EXERCISE DIRECTIONS:
Could you find every line in the records below that contains the word "structure" and copy it?

Source data:
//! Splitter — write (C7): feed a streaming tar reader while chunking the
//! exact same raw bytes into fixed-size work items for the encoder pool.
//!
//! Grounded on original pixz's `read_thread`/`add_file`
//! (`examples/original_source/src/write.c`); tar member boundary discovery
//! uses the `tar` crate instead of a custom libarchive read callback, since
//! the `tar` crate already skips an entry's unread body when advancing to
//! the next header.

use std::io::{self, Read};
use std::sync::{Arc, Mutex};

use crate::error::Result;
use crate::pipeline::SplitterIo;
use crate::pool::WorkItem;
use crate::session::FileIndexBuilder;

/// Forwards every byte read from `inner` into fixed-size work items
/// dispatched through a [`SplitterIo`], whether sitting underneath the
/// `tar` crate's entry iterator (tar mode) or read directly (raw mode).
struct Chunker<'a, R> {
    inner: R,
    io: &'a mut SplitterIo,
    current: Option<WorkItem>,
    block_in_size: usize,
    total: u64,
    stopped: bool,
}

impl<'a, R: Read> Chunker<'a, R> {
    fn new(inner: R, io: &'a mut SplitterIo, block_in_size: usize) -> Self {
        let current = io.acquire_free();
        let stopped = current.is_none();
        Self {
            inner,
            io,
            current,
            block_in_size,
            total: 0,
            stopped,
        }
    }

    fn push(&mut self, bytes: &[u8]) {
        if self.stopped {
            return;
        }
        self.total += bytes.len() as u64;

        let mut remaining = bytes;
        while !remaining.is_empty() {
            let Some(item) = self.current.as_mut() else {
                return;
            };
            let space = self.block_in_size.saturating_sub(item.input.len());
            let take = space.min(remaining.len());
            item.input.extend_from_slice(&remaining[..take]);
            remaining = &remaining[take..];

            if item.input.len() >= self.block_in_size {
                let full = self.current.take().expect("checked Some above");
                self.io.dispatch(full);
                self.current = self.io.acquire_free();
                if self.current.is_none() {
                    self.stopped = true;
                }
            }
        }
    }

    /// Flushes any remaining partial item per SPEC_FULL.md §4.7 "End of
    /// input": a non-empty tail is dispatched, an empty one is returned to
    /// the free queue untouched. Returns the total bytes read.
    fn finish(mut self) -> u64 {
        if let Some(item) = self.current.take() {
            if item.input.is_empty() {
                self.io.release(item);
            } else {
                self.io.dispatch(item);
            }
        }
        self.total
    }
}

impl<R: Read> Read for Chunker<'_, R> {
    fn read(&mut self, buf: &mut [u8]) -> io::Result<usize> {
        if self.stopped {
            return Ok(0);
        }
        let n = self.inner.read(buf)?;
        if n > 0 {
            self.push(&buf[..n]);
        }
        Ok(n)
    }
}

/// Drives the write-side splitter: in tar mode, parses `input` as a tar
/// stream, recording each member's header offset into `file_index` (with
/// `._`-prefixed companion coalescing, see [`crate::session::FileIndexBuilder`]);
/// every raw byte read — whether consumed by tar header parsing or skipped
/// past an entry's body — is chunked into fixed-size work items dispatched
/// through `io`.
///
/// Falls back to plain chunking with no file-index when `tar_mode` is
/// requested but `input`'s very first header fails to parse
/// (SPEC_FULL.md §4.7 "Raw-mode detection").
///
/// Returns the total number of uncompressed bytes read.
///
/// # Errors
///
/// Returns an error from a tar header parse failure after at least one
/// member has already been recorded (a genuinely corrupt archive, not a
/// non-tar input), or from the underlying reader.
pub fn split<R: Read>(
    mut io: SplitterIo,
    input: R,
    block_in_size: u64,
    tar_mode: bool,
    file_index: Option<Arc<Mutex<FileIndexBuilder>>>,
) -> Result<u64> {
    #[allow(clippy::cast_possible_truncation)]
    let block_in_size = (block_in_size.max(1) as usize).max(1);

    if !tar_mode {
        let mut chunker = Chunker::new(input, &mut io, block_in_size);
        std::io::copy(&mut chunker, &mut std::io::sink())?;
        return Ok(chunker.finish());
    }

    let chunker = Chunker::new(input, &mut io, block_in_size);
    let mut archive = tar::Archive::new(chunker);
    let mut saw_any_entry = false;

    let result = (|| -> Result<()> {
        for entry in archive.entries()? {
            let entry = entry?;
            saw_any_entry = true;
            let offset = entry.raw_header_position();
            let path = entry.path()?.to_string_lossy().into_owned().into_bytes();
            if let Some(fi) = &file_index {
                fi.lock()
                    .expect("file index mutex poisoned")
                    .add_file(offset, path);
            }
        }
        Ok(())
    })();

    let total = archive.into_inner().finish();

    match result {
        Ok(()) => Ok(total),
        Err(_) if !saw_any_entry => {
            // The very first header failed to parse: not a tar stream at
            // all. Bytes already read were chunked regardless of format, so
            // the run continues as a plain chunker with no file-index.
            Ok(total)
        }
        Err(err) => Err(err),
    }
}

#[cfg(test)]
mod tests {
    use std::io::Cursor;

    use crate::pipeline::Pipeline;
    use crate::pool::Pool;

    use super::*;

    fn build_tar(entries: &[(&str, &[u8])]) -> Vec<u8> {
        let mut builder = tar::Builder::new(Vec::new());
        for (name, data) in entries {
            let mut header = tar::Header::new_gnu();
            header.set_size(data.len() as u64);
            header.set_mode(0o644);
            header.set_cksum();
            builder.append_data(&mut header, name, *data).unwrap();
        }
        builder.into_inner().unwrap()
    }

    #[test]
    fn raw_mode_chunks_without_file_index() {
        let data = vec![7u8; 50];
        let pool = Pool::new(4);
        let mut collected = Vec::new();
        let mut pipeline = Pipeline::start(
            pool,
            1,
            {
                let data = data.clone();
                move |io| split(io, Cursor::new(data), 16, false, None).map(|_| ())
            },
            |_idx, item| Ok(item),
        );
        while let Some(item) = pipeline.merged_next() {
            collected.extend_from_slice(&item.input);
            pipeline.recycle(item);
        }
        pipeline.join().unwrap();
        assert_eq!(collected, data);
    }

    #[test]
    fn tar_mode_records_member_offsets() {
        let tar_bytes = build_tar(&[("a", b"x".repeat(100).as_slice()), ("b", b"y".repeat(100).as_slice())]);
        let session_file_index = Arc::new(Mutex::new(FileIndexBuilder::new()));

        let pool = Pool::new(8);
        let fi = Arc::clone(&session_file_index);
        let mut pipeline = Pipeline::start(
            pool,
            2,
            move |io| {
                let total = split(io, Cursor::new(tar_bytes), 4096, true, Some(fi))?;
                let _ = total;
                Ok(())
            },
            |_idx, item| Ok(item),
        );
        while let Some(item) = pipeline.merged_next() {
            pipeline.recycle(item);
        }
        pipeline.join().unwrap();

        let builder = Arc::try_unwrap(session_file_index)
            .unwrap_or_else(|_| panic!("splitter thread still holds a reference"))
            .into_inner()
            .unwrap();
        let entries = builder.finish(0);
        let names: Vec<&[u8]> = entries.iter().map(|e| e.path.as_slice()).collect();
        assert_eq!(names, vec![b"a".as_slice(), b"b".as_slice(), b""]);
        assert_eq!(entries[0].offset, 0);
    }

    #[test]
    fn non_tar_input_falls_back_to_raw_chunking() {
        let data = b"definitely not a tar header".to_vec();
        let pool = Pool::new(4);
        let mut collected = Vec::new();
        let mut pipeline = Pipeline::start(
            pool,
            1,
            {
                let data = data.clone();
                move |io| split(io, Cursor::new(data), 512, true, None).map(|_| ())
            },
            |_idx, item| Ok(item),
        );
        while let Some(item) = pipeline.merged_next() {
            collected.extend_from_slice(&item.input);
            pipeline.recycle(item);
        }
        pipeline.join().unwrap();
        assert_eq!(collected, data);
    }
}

...

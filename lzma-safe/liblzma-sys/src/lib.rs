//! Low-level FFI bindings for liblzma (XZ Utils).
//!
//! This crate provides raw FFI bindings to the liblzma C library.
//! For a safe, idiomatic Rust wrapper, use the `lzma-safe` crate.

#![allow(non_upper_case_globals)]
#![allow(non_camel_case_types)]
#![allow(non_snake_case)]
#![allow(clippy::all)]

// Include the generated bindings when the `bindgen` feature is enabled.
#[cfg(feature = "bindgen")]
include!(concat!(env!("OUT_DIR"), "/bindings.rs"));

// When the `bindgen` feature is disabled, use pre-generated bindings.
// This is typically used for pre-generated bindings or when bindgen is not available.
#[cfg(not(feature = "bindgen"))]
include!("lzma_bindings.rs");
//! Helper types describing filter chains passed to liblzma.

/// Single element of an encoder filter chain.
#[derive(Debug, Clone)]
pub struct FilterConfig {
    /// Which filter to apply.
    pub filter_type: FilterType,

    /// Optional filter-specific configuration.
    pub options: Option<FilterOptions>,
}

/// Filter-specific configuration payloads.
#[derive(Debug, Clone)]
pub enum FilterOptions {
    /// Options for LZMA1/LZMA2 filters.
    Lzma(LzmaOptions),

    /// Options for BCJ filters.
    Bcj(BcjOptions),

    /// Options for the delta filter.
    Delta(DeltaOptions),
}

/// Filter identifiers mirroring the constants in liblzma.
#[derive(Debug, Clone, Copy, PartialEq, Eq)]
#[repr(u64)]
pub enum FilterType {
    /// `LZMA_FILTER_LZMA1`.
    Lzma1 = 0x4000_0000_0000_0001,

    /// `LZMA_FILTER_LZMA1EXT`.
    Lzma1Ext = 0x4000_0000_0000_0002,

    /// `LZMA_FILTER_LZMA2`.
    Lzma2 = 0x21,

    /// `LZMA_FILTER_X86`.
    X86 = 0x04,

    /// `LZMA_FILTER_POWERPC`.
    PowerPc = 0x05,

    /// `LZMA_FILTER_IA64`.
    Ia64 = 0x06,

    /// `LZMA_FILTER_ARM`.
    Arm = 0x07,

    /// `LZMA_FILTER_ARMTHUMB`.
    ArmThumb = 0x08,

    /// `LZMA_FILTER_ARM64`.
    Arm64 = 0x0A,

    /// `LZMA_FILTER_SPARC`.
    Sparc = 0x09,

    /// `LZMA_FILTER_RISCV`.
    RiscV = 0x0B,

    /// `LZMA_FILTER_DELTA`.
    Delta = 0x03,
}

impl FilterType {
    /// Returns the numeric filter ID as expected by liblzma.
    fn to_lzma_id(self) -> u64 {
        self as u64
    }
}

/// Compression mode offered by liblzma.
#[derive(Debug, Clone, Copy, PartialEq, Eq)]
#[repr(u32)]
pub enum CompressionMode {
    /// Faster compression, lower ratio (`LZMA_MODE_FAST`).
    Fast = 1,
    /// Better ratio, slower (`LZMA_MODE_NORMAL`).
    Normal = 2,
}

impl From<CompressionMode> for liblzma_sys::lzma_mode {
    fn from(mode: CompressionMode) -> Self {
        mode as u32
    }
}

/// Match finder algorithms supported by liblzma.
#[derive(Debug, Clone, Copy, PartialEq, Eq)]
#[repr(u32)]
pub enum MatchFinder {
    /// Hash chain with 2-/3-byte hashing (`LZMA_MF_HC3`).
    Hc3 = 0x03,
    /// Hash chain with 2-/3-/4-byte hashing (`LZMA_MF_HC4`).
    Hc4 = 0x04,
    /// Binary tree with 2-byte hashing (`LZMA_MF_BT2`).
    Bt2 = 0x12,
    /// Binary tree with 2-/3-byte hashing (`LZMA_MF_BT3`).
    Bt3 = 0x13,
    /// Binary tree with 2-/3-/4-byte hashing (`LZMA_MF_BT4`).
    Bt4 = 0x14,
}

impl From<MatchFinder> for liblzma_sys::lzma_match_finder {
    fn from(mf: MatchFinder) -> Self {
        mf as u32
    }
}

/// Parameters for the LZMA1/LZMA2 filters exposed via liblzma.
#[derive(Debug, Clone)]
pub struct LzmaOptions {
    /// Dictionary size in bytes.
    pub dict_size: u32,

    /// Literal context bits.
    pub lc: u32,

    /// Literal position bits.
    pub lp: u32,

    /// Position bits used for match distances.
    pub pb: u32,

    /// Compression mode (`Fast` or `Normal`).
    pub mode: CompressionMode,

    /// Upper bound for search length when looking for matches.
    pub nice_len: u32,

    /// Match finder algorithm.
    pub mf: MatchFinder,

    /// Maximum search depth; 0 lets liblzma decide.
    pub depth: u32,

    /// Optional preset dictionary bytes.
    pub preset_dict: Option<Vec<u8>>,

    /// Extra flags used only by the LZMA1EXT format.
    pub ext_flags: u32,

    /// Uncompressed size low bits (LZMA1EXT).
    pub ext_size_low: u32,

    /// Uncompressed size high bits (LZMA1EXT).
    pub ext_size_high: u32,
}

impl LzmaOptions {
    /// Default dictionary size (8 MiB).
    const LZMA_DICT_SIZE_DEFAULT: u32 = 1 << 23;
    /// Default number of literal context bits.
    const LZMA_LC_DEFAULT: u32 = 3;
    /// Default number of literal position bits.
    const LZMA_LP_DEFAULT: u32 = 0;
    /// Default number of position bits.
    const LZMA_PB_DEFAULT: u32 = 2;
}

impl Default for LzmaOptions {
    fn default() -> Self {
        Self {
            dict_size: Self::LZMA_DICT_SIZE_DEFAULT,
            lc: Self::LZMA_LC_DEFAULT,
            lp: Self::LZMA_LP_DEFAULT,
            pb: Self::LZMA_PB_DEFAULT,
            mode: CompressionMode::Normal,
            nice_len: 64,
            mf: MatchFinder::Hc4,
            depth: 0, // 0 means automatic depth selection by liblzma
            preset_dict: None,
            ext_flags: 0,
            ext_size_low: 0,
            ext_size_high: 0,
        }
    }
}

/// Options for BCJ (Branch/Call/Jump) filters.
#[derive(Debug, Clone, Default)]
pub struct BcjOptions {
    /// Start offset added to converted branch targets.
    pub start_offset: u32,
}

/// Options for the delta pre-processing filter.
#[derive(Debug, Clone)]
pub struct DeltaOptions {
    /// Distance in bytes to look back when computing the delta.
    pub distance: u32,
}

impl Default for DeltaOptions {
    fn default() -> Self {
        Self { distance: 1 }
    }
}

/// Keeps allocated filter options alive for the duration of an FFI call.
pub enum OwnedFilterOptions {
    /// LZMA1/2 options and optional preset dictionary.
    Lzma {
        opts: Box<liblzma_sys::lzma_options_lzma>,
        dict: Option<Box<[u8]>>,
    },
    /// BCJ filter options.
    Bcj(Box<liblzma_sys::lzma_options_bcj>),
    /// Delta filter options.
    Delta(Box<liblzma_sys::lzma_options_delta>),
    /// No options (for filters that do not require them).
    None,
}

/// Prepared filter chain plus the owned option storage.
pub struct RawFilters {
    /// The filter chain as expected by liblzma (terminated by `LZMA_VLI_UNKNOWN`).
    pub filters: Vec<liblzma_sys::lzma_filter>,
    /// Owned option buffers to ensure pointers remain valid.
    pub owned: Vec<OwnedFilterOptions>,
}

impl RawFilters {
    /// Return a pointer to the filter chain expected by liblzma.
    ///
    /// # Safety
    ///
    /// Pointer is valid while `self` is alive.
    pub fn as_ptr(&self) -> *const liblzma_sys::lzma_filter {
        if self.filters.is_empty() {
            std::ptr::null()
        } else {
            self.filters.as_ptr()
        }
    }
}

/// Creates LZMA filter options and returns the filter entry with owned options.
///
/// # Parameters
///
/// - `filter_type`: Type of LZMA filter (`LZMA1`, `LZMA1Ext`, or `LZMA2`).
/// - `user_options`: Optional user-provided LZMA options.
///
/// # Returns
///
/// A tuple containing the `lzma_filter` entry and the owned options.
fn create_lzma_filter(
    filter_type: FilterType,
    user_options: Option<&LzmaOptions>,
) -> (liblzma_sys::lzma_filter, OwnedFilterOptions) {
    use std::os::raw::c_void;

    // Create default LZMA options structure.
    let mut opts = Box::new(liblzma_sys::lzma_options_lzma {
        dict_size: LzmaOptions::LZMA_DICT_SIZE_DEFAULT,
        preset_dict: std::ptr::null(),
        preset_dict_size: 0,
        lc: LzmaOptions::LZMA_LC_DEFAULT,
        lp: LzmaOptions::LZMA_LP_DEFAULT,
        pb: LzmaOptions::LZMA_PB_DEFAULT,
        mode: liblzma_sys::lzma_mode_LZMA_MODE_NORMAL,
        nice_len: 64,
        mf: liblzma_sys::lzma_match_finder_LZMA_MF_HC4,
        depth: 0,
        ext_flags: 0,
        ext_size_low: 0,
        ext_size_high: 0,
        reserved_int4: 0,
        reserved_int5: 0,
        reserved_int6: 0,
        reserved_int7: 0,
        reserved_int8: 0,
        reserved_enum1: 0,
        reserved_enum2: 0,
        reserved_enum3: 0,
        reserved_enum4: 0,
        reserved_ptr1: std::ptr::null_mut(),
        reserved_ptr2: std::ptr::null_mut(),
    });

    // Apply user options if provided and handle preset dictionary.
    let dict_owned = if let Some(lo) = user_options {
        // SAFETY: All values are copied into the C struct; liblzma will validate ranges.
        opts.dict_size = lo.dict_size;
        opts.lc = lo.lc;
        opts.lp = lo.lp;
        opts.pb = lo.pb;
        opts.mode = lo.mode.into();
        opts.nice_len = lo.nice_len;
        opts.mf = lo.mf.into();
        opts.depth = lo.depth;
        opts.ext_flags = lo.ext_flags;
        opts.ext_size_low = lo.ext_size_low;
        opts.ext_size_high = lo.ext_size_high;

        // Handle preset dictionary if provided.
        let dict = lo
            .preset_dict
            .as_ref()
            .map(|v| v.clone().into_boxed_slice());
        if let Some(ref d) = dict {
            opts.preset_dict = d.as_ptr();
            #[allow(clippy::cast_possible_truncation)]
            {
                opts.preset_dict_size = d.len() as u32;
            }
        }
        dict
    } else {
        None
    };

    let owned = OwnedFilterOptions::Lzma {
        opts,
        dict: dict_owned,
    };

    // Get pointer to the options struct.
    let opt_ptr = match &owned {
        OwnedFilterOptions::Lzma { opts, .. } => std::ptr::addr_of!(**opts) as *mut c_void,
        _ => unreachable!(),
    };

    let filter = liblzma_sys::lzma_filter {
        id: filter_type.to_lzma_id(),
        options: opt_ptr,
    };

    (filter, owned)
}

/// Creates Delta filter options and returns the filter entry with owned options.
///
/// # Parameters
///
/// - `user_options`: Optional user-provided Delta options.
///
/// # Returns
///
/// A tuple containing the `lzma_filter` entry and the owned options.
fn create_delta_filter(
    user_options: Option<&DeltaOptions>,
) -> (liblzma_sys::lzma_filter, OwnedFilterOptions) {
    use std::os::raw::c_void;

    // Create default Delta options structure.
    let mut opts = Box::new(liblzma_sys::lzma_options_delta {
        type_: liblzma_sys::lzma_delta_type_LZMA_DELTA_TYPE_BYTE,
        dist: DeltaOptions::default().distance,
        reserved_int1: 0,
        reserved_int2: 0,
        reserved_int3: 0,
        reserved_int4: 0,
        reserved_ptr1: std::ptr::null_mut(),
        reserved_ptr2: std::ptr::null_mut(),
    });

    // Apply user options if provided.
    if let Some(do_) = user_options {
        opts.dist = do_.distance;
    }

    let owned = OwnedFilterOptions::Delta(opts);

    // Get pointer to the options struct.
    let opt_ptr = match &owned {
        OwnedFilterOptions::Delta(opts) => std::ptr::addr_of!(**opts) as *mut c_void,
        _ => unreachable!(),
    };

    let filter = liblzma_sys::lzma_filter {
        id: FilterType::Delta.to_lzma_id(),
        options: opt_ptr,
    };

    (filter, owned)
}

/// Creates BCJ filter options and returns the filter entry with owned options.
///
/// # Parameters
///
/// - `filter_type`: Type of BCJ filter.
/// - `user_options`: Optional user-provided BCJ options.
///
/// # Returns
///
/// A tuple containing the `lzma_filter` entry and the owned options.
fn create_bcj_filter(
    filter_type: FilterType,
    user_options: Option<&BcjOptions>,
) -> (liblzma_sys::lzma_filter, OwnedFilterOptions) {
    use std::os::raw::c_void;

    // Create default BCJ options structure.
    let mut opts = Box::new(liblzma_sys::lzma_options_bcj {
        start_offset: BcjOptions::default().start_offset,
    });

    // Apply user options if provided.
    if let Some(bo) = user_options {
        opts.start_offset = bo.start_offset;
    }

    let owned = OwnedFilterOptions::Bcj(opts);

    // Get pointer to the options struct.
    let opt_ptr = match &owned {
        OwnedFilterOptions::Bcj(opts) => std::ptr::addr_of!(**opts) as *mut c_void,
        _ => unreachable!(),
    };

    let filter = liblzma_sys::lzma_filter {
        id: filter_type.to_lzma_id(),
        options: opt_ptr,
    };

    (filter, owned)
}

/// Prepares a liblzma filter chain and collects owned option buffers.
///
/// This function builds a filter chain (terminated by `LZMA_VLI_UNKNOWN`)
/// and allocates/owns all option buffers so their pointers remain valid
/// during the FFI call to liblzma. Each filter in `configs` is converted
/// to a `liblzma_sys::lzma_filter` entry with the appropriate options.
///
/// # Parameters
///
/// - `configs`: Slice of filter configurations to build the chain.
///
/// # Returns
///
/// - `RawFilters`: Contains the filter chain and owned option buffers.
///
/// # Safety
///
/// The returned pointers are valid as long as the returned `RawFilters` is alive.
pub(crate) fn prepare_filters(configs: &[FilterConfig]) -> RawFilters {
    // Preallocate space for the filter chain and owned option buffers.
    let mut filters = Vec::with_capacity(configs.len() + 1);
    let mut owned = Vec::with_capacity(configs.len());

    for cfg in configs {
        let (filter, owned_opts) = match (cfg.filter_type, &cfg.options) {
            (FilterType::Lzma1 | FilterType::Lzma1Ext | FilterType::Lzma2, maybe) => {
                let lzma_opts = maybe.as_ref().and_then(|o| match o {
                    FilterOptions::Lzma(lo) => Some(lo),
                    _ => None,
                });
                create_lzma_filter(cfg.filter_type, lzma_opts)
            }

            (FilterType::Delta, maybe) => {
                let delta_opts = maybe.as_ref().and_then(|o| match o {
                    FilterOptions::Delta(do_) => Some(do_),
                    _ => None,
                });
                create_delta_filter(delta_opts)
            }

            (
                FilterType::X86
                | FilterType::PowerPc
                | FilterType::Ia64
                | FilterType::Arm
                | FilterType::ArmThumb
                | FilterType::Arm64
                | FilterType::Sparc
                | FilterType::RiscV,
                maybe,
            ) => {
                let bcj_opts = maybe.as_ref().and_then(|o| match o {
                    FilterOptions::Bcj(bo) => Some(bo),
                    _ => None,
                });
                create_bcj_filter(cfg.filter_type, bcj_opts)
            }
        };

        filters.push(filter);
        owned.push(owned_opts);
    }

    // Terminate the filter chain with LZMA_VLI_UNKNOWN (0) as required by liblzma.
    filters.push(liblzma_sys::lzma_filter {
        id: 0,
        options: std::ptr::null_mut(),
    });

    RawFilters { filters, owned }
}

...

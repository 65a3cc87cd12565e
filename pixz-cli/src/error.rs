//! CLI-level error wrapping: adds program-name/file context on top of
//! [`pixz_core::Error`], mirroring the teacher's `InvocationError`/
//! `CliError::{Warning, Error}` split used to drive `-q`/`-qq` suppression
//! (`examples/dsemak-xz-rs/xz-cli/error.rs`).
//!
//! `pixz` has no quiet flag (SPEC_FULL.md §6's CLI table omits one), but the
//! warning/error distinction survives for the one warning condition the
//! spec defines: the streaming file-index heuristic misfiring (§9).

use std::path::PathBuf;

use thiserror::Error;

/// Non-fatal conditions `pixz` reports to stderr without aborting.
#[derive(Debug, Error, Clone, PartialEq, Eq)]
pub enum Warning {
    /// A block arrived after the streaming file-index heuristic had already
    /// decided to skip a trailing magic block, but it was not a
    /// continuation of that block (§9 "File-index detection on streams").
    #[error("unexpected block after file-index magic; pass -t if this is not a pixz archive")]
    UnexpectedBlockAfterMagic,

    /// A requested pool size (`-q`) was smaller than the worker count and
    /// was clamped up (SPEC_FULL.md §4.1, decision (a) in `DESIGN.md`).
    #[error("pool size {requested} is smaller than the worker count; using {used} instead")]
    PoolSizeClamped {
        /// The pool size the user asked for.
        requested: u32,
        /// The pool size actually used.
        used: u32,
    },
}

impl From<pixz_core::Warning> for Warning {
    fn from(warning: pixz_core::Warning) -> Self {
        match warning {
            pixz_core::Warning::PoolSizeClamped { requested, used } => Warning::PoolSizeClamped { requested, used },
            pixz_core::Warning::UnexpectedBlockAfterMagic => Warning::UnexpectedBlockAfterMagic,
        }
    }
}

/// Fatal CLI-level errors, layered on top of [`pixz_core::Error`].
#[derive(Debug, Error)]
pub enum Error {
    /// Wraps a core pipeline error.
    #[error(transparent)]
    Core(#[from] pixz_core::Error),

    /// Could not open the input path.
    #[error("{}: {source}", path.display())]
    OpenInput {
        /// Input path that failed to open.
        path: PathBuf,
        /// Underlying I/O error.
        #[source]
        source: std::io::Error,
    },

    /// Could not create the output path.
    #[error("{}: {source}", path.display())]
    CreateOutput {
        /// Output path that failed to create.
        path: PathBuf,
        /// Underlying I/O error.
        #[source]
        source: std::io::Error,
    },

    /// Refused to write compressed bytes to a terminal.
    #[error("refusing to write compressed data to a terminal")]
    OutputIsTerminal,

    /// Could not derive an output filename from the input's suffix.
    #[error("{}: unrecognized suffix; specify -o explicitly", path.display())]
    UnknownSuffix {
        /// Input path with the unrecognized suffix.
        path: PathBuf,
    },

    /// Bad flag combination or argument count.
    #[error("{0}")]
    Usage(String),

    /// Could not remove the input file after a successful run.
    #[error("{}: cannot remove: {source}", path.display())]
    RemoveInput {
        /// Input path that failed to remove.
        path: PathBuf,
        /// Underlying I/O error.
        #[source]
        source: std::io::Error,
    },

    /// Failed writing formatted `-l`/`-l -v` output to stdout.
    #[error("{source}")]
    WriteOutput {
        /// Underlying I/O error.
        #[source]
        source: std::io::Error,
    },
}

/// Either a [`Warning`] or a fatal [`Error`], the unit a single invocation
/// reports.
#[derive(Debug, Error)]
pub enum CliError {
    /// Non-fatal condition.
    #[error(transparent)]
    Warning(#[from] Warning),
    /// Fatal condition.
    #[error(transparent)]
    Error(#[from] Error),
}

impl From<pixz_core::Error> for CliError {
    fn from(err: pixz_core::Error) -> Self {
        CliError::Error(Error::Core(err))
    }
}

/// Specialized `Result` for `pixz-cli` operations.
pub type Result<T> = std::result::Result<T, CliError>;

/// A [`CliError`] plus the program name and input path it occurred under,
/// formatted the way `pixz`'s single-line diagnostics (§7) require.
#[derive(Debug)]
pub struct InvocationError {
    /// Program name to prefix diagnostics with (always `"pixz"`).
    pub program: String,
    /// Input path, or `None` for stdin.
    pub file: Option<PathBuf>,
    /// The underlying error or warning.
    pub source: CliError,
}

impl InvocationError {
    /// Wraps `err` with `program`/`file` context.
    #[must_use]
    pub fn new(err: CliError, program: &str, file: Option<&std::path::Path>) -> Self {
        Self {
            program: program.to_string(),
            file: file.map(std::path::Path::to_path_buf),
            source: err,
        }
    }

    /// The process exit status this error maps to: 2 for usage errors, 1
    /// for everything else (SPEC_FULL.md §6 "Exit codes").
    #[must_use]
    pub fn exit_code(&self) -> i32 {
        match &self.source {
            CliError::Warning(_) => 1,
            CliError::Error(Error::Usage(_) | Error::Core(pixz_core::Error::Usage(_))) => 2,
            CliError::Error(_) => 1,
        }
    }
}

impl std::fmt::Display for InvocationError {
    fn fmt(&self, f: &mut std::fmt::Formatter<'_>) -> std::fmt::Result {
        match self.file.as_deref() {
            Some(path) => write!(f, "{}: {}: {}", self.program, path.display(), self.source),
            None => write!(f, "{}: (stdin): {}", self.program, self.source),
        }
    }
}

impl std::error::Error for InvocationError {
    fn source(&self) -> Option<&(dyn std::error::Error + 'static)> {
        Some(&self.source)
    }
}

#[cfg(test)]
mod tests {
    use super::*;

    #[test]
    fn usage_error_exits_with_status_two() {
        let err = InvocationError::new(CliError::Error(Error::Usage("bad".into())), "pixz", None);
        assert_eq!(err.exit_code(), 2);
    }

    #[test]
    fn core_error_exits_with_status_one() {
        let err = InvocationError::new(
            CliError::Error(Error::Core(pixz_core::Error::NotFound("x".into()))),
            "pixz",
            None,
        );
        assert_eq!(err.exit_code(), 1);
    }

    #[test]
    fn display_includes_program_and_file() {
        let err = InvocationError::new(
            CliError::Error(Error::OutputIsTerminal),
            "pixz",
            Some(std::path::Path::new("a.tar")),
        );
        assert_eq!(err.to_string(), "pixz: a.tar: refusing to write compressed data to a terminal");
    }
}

EXERCISE SOLUTION:
    // Create default LZMA options structure.
    // Create default Delta options structure.
    // Create default BCJ options structure.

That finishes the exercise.